----- Data for this exercise -----
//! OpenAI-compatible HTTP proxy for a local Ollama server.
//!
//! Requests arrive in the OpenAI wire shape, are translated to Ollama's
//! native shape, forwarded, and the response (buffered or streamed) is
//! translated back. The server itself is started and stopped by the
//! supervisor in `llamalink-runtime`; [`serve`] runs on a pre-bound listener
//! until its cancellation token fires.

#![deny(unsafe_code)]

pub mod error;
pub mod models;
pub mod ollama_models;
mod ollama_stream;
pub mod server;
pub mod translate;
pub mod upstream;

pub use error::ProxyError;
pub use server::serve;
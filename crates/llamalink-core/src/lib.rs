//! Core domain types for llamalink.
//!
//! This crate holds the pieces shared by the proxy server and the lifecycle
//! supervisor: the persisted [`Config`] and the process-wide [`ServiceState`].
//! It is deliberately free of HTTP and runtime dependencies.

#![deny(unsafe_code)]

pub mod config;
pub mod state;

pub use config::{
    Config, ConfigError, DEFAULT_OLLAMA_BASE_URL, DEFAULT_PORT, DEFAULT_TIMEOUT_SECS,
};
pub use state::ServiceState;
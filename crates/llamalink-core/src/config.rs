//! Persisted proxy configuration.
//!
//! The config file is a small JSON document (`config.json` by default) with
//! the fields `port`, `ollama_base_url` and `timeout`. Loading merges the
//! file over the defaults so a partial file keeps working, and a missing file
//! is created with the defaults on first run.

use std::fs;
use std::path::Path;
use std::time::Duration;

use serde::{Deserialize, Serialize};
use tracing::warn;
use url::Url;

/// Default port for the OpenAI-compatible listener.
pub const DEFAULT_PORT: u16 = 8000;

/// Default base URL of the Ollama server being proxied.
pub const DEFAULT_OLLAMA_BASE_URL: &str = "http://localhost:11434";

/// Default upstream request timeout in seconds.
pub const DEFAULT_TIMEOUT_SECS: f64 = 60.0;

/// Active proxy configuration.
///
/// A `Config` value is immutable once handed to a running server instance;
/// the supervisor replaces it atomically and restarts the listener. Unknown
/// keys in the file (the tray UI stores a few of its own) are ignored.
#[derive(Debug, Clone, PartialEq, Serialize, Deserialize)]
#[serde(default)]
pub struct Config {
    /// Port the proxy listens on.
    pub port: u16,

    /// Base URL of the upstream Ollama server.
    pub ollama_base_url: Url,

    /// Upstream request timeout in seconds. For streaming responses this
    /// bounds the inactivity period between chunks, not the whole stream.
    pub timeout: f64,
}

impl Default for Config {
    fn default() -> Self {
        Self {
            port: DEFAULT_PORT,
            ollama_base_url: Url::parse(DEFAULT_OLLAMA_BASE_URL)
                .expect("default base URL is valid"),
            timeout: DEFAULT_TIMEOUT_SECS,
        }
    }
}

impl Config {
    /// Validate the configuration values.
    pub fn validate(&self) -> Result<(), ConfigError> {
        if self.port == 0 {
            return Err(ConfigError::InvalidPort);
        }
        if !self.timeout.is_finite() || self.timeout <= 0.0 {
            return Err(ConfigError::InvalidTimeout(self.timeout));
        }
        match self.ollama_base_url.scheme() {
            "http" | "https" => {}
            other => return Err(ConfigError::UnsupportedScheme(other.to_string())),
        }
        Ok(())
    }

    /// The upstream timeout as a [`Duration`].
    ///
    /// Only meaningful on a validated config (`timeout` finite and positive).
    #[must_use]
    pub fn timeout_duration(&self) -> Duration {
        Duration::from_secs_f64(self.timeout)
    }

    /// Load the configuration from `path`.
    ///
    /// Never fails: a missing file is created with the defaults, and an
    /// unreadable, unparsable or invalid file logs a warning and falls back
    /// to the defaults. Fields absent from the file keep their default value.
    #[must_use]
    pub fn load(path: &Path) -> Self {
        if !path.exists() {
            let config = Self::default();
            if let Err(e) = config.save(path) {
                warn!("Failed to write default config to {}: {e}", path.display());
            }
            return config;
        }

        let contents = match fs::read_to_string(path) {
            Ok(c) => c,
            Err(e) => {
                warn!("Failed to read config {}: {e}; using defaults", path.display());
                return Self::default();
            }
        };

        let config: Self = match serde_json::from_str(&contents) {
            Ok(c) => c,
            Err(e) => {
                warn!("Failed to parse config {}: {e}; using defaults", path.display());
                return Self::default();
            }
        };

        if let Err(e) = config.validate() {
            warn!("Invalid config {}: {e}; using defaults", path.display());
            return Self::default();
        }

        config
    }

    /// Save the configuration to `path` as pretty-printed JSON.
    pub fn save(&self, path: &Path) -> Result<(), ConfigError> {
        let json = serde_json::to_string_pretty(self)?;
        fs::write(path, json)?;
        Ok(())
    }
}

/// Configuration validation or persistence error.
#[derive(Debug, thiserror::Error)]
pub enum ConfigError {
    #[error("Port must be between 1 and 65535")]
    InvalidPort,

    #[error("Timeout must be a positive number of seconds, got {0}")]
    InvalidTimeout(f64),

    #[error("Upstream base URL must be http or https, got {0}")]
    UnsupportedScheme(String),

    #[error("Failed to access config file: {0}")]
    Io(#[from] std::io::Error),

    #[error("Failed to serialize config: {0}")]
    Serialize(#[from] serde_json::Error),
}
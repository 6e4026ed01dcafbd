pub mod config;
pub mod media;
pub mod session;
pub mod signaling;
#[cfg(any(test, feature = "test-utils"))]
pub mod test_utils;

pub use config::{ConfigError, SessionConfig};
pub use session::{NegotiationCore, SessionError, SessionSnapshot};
-----
• Action item: Each record is to be restated word for word.

• Expected answer:
//! OpenAI-compatible HTTP proxy for a local Ollama server.
//!
//! Requests arrive in the OpenAI wire shape, are translated to Ollama's
//! native shape, forwarded, and the response (buffered or streamed) is
//! translated back. The server itself is started and stopped by the
//! supervisor in `llamalink-runtime`; [`serve`] runs on a pre-bound listener
//! until its cancellation token fires.

#![deny(unsafe_code)]

pub mod error;
pub mod models;
pub mod ollama_models;
mod ollama_stream;
pub mod server;
pub mod translate;
pub mod upstream;

pub use error::ProxyError;
pub use server::serve;
filename crates/llamalink-core/src/lib.rs
//! Core domain types for llamalink.
//!
//! This crate holds the pieces shared by the proxy server and the lifecycle
//! supervisor: the persisted [`Config`] and the process-wide [`ServiceState`].
//! It is deliberately free of HTTP and runtime dependencies.

#![deny(unsafe_code)]

pub mod config;
pub mod state;

pub use config::{
    Config, ConfigError, DEFAULT_OLLAMA_BASE_URL, DEFAULT_PORT, DEFAULT_TIMEOUT_SECS,
};
pub use state::ServiceState;
filename crates/llamalink-core/src/config.rs
//! Persisted proxy configuration.
//!
//! The config file is a small JSON document (`config.json` by default) with
//! the fields `port`, `ollama_base_url` and `timeout`. Loading merges the
//! file over the defaults so a partial file keeps working, and a missing file
//! is created with the defaults on first run.

use std::fs;
use std::path::Path;
use std::time::Duration;

use serde::{Deserialize, Serialize};
use tracing::warn;
use url::Url;

/// Default port for the OpenAI-compatible listener.
pub const DEFAULT_PORT: u16 = 8000;

/// Default base URL of the Ollama server being proxied.
pub const DEFAULT_OLLAMA_BASE_URL: &str = "http://localhost:11434";

/// Default upstream request timeout in seconds.
pub const DEFAULT_TIMEOUT_SECS: f64 = 60.0;

/// Active proxy configuration.
///
/// A `Config` value is immutable once handed to a running server instance;
/// the supervisor replaces it atomically and restarts the listener. Unknown
/// keys in the file (the tray UI stores a few of its own) are ignored.
#[derive(Debug, Clone, PartialEq, Serialize, Deserialize)]
#[serde(default)]
pub struct Config {
    /// Port the proxy listens on.
    pub port: u16,

    /// Base URL of the upstream Ollama server.
    pub ollama_base_url: Url,

    /// Upstream request timeout in seconds. For streaming responses this
    /// bounds the inactivity period between chunks, not the whole stream.
    pub timeout: f64,
}

impl Default for Config {
    fn default() -> Self {
        Self {
            port: DEFAULT_PORT,
            ollama_base_url: Url::parse(DEFAULT_OLLAMA_BASE_URL)
                .expect("default base URL is valid"),
            timeout: DEFAULT_TIMEOUT_SECS,
        }
    }
}

impl Config {
    /// Validate the configuration values.
    pub fn validate(&self) -> Result<(), ConfigError> {
        if self.port == 0 {
            return Err(ConfigError::InvalidPort);
        }
        if !self.timeout.is_finite() || self.timeout <= 0.0 {
            return Err(ConfigError::InvalidTimeout(self.timeout));
        }
        match self.ollama_base_url.scheme() {
            "http" | "https" => {}
            other => return Err(ConfigError::UnsupportedScheme(other.to_string())),
        }
        Ok(())
    }

    /// The upstream timeout as a [`Duration`].
    ///
    /// Only meaningful on a validated config (`timeout` finite and positive).
    #[must_use]
    pub fn timeout_duration(&self) -> Duration {
        Duration::from_secs_f64(self.timeout)
    }

    /// Load the configuration from `path`.
    ///
    /// Never fails: a missing file is created with the defaults, and an
    /// unreadable, unparsable or invalid file logs a warning and falls back
    /// to the defaults. Fields absent from the file keep their default value.
    #[must_use]
    pub fn load(path: &Path) -> Self {
        if !path.exists() {
            let config = Self::default();
            if let Err(e) = config.save(path) {
                warn!("Failed to write default config to {}: {e}", path.display());
            }
            return config;
        }

        let contents = match fs::read_to_string(path) {
            Ok(c) => c,
            Err(e) => {
                warn!("Failed to read config {}: {e}; using defaults", path.display());
                return Self::default();
            }
        };

        let config: Self = match serde_json::from_str(&contents) {
            Ok(c) => c,
            Err(e) => {
                warn!("Failed to parse config {}: {e}; using defaults", path.display());
                return Self::default();
            }
        };

        if let Err(e) = config.validate() {
            warn!("Invalid config {}: {e}; using defaults", path.display());
            return Self::default();
        }

        config
    }

    /// Save the configuration to `path` as pretty-printed JSON.
    pub fn save(&self, path: &Path) -> Result<(), ConfigError> {
        let json = serde_json::to_string_pretty(self)?;
        fs::write(path, json)?;
        Ok(())
    }
}

/// Configuration validation or persistence error.
#[derive(Debug, thiserror::Error)]
pub enum ConfigError {
    #[error("Port must be between 1 and 65535")]
    InvalidPort,

    #[error("Timeout must be a positive number of seconds, got {0}")]
    InvalidTimeout(f64),

    #[error("Upstream base URL must be http or https, got {0}")]
    UnsupportedScheme(String),

    #[error("Failed to access config file: {0}")]
    Io(#[from] std::io::Error),

    #[error("Failed to serialize config: {0}")]
    Serialize(#[from] serde_json::Error),
}
repository 6e4026ed01dcafbd
pub mod config;
pub mod media;
pub mod session;
pub mod signaling;
#[cfg(any(test, feature = "test-utils"))]
pub mod test_utils;

pub use config::{ConfigError, SessionConfig};
pub use session::{NegotiationCore, SessionError, SessionSnapshot};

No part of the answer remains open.